I am not the me I thought I once was. 
I can no longer portray the performative, slightly surreal & fictitious image of a drumming, singing, dancing creative who is hyper-capable, productive, successful, talented etc ..etc This has been the externalised image of my 'self' for a number of decades.... This cultivated image has never been the full picture.

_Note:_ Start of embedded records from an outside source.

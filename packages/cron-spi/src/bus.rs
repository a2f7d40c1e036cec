//! Broadcast channel for trigger notifications.
//!
//! # Guarantees
//!
//! - **At-most-once delivery**: Slow receivers may miss events
//! - **In-memory only**: Events are not persisted
//! - **No replay**: Lagged receivers get `RecvError::Lagged`
//!
//! Observers subscribe to everything or to a single [`Qualifier`]; filtering
//! happens on the receiving side so emitting stays a single `send`.

use chrono::{DateTime, Utc};
use tokio::sync::broadcast;
use tokio::sync::broadcast::error::{RecvError, TryRecvError};

use crate::trigger::{Qualifier, TriggerSupplies};

/// Default channel capacity for the trigger bus.
const DEFAULT_CAPACITY: usize = 1024;

/// A fired trigger as seen by observers.
#[derive(Debug, Clone, PartialEq)]
pub struct TriggerEvent {
    pub qualifier: Qualifier,
    pub payload: serde_json::Value,
    pub fired_at: DateTime<Utc>,
}

impl TriggerEvent {
    /// Build the event for supplies firing now.
    pub fn from_supplies(supplies: TriggerSupplies) -> Self {
        let (payload, qualifier) = supplies.into_parts();
        Self {
            qualifier,
            payload,
            fired_at: Utc::now(),
        }
    }
}

/// Notification channel that fired triggers are dispatched on.
///
/// # Example
///
/// ```ignore
/// let bus = TriggerBus::new();
/// let mut nightly = bus.subscribe_qualified(Qualifier::new("nightly"));
///
/// bus.emit(TriggerEvent::from_supplies(supplies));
///
/// let event = nightly.recv().await?;
/// ```
#[derive(Clone)]
pub struct TriggerBus {
    sender: broadcast::Sender<TriggerEvent>,
}

impl TriggerBus {
    /// Create a new bus with default capacity.
    pub fn new() -> Self {
        Self::with_capacity(DEFAULT_CAPACITY)
    }

    /// Create a new bus with the specified capacity.
    ///
    /// The capacity determines how many events can be buffered before
    /// slow receivers start lagging.
    pub fn with_capacity(capacity: usize) -> Self {
        let (sender, _) = broadcast::channel(capacity);
        Self { sender }
    }

    /// Emit an event to all subscribers (fire-and-forget).
    ///
    /// Returns the number of receivers that received the event.
    pub fn emit(&self, event: TriggerEvent) -> usize {
        self.sender.send(event).unwrap_or(0)
    }

    /// Subscribe to every trigger emitted after this call.
    pub fn subscribe(&self) -> TriggerReceiver {
        TriggerReceiver {
            inner: self.sender.subscribe(),
            qualifier: None,
        }
    }

    /// Subscribe to triggers carrying `qualifier` only.
    pub fn subscribe_qualified(&self, qualifier: Qualifier) -> TriggerReceiver {
        TriggerReceiver {
            inner: self.sender.subscribe(),
            qualifier: Some(qualifier),
        }
    }

    /// Returns the number of active subscribers.
    pub fn subscriber_count(&self) -> usize {
        self.sender.receiver_count()
    }
}

impl Default for TriggerBus {
    fn default() -> Self {
        Self::new()
    }
}

impl std::fmt::Debug for TriggerBus {
    fn fmt(&self, f: &mut std::fmt::Formatter<'_>) -> std::fmt::Result {
        f.debug_struct("TriggerBus")
            .field("subscriber_count", &self.subscriber_count())
            .finish()
    }
}

/// Receiving half of a [`TriggerBus`] subscription.
pub struct TriggerReceiver {
    inner: broadcast::Receiver<TriggerEvent>,
    qualifier: Option<Qualifier>,
}

impl TriggerReceiver {
    fn accepts(&self, event: &TriggerEvent) -> bool {
        self.qualifier
            .as_ref()
            .map_or(true, |q| *q == event.qualifier)
    }

    /// Wait for the next matching event.
    pub async fn recv(&mut self) -> Result<TriggerEvent, RecvError> {
        loop {
            let event = self.inner.recv().await?;
            if self.accepts(&event) {
                return Ok(event);
            }
        }
    }

    /// Blocking variant of [`TriggerReceiver::recv`] for plain threads.
    ///
    /// # Panics
    ///
    /// Panics when called from within an asynchronous execution context.
    pub fn blocking_recv(&mut self) -> Result<TriggerEvent, RecvError> {
        loop {
            let event = self.inner.blocking_recv()?;
            if self.accepts(&event) {
                return Ok(event);
            }
        }
    }

    /// Take the next matching event if one is already buffered.
    pub fn try_recv(&mut self) -> Result<TriggerEvent, TryRecvError> {
        loop {
            let event = self.inner.try_recv()?;
            if self.accepts(&event) {
                return Ok(event);
            }
        }
    }
}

These days I have added elements to my assemblage for mobility assistance including a walker & a wheelchair.  Walking is a risky business.  I use the same level of focus to walk across the room as I used to use to perform complex choreographies with multiple dancers. I have a neurological condition which means that my body/mind requires a level of focus on the basics of life far beyond what I had become accustomed to. Mastery looks very different these days.
 
​ As part of my transition / transformation / un-ravelling / re-weaving of my 'self' as a crip artist - a crip art-ivist, a disabled artist with a chronic illness,  I require witnesses, collaborators, a collective hive mind who are open to sharing & acknowledging that our intra-actively vulnerable challenges may actually have something to offer this broader, ecological moment in time. We find ourselves in an extraordinarily precarious moment with- in - part of - a planet full of trouble. Our individual troubles are signifiers to the troubles in the world.

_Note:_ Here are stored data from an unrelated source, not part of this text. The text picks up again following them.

//! Trigger supplies and the support types that fire them.
//!
//! A scheduling provider registers a schedule in one context and sees it fire
//! in another, typically a scheduler worker thread that has none of the
//! registering context's state. [`TriggerSupplies`] is the minimal immutable
//! pair needed to notify observers when that happens.
//!
//! - [`TriggerSupport`] fires supplies that were handed to it directly.
//! - [`ProviderContextTriggerSupport`] is for providers that cannot carry the
//!   supplies into the fired callback. They stash the supplies in their own
//!   storage at registration and recover them from the provider context in
//!   [`ProviderContextTriggerSupport::fetch_trigger_supplies`].
//!
//! ```text
//! register:  supplies ──stash(key)──► provider storage
//! fire:      provider context ──fetch(key)──► supplies ──► TriggerBus
//! ```

use std::fmt;

use serde::{Deserialize, Serialize};
use tracing::debug;

use crate::bus::{TriggerBus, TriggerEvent};
use crate::error::AsyncError;

/// Discriminator selecting which observers receive a trigger.
#[derive(Debug, Clone, PartialEq, Eq, Hash, Serialize, Deserialize)]
#[serde(transparent)]
pub struct Qualifier(String);

impl Qualifier {
    pub fn new(name: impl Into<String>) -> Self {
        Self(name.into())
    }

    pub fn as_str(&self) -> &str {
        &self.0
    }
}

impl fmt::Display for Qualifier {
    fn fmt(&self, f: &mut fmt::Formatter<'_>) -> fmt::Result {
        f.write_str(&self.0)
    }
}

/// What is needed to notify observers that a schedule fired.
#[derive(Debug, Clone, PartialEq, Serialize, Deserialize)]
pub struct TriggerSupplies {
    payload: serde_json::Value,
    qualifier: Qualifier,
}

impl TriggerSupplies {
    pub fn new(payload: serde_json::Value, qualifier: Qualifier) -> Self {
        Self { payload, qualifier }
    }

    /// Opaque data describing what fired.
    pub fn payload(&self) -> &serde_json::Value {
        &self.payload
    }

    pub fn qualifier(&self) -> &Qualifier {
        &self.qualifier
    }

    pub fn into_parts(self) -> (serde_json::Value, Qualifier) {
        (self.payload, self.qualifier)
    }
}

/// Fires previously set supplies on a [`TriggerBus`].
///
/// Supplies are consumed by a firing; firing again requires setting them again.
#[derive(Debug)]
pub struct TriggerSupport {
    bus: TriggerBus,
    supplies: Option<TriggerSupplies>,
}

impl TriggerSupport {
    pub fn new(bus: TriggerBus) -> Self {
        Self {
            bus,
            supplies: None,
        }
    }

    pub fn with_supplies(bus: TriggerBus, supplies: TriggerSupplies) -> Self {
        Self {
            bus,
            supplies: Some(supplies),
        }
    }

    pub fn set_supplies(&mut self, supplies: TriggerSupplies) {
        self.supplies = Some(supplies);
    }

    pub fn has_supplies(&self) -> bool {
        self.supplies.is_some()
    }

    pub fn bus(&self) -> &TriggerBus {
        &self.bus
    }

    /// Dispatch the current supplies' payload tagged with their qualifier.
    ///
    /// Returns the number of observers that received it.
    pub fn fire_trigger(&mut self) -> Result<usize, AsyncError> {
        let supplies = self.supplies.take().ok_or(AsyncError::NoSupplies)?;
        let qualifier = supplies.qualifier().clone();
        let delivered = self.bus.emit(TriggerEvent::from_supplies(supplies));
        debug!(qualifier = %qualifier, delivered, "trigger fired");
        Ok(delivered)
    }
}

/// Trigger support for providers that stash supplies in their own storage.
///
/// `C` is the provider-specific context available inside a fired callback,
/// e.g. a job execution context exposing job-scoped data.
pub trait ProviderContextTriggerSupport<C: ?Sized> {
    /// The base support that performs the dispatch.
    fn trigger_support(&mut self) -> &mut TriggerSupport;

    /// Look up the supplies stashed for `provider_context`.
    ///
    /// Must fail with [`AsyncError::SuppliesNotFound`] rather than fall back
    /// to stale or default supplies.
    fn fetch_trigger_supplies(&self, provider_context: &C) -> Result<TriggerSupplies, AsyncError>;

    /// Fetch the supplies for this context, then fire them.
    fn fire_trigger(&mut self, provider_context: &C) -> Result<usize, AsyncError> {
        let supplies = self.fetch_trigger_supplies(provider_context)?;
        let support = self.trigger_support();
        support.set_supplies(supplies);
        support.fire_trigger()
    }
}

#[cfg(test)]
mod tests {
    use super::*;
    use serde_json::json;
    use std::collections::HashMap;
    use tokio::sync::broadcast::error::TryRecvError;

    /// Provider whose context is a key into a side-channel stash.
    struct StashedTriggerSupport {
        support: TriggerSupport,
        stash: HashMap<String, TriggerSupplies>,
    }

    impl ProviderContextTriggerSupport<str> for StashedTriggerSupport {
        fn trigger_support(&mut self) -> &mut TriggerSupport {
            &mut self.support
        }

        fn fetch_trigger_supplies(&self, key: &str) -> Result<TriggerSupplies, AsyncError> {
            self.stash
                .get(key)
                .cloned()
                .ok_or_else(|| AsyncError::SuppliesNotFound {
                    context: key.to_string(),
                })
        }
    }

    fn supplies(qualifier: &str) -> TriggerSupplies {
        TriggerSupplies::new(json!({ "schedule": qualifier }), Qualifier::new(qualifier))
    }

    #[test]
    fn fire_without_supplies_fails() {
        let mut support = TriggerSupport::new(TriggerBus::new());
        assert!(matches!(support.fire_trigger(), Err(AsyncError::NoSupplies)));
    }

    #[test]
    fn supplies_are_consumed_by_firing() {
        let bus = TriggerBus::new();
        let mut receiver = bus.subscribe();
        let mut support = TriggerSupport::with_supplies(bus, supplies("hourly"));

        assert_eq!(support.fire_trigger().unwrap(), 1);
        assert!(!support.has_supplies());
        assert!(matches!(support.fire_trigger(), Err(AsyncError::NoSupplies)));

        let event = receiver.try_recv().unwrap();
        assert_eq!(event.qualifier.as_str(), "hourly");
    }

    #[test]
    fn provider_context_dispatches_stashed_pair() {
        let bus = TriggerBus::new();
        let mut receiver = bus.subscribe();
        let mut provider = StashedTriggerSupport {
            support: TriggerSupport::new(bus),
            stash: HashMap::from([
                ("job-a".to_string(), supplies("hourly")),
                ("job-b".to_string(), supplies("nightly")),
            ]),
        };

        provider.fire_trigger("job-b").unwrap();

        let event = receiver.try_recv().unwrap();
        assert_eq!(event.qualifier, Qualifier::new("nightly"));
        assert_eq!(event.payload, json!({ "schedule": "nightly" }));
    }

    #[test]
    fn provider_context_without_stash_does_not_dispatch() {
        let bus = TriggerBus::new();
        let mut receiver = bus.subscribe();
        let mut provider = StashedTriggerSupport {
            support: TriggerSupport::with_supplies(bus, supplies("stale")),
            stash: HashMap::new(),
        };

        let err = provider.fire_trigger("missing").unwrap_err();

        assert!(matches!(err, AsyncError::SuppliesNotFound { ref context } if context == "missing"));
        assert!(matches!(receiver.try_recv(), Err(TryRecvError::Empty)));
    }

    #[test]
    fn supplies_serialize_with_transparent_qualifier() {
        let value = serde_json::to_value(supplies("weekly")).unwrap();
        assert_eq!(value, json!({ "payload": { "schedule": "weekly" }, "qualifier": "weekly" }));

        let back: TriggerSupplies = serde_json::from_value(value).unwrap();
        assert_eq!(back, supplies("weekly"));
    }
}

We find ourselves in an extraordinarily precarious moment with - in - part of - a planet full of trouble. Our individual troubles are signifiers to the troubles in the world.

I am fascinated by cripistemologies - the shifting sands of reality where simply existing is a kind of mastery, & ENOUGH, where concepts of -  time, existence, 'human', nature, capability, us, them, in, out -  unravel & coalesce, compost into new / old / meta realities. What if the re-weaving that is necessary when a person is clearly not a 'normal', 'productive' member of society, has some keys or pointers to what is needed with - in a planet with a growing number of, what Sunaura Taylor refers to as, 'disabled ecologies'. What if  there are multiplicitous, vital, flourishing, exquisite possibilities in the experience of crip / impaired / otherwise / disability, which could ease our path in traversing this ecological / social / more than - other -than human - planet - galaxy - where do we begin & end moment.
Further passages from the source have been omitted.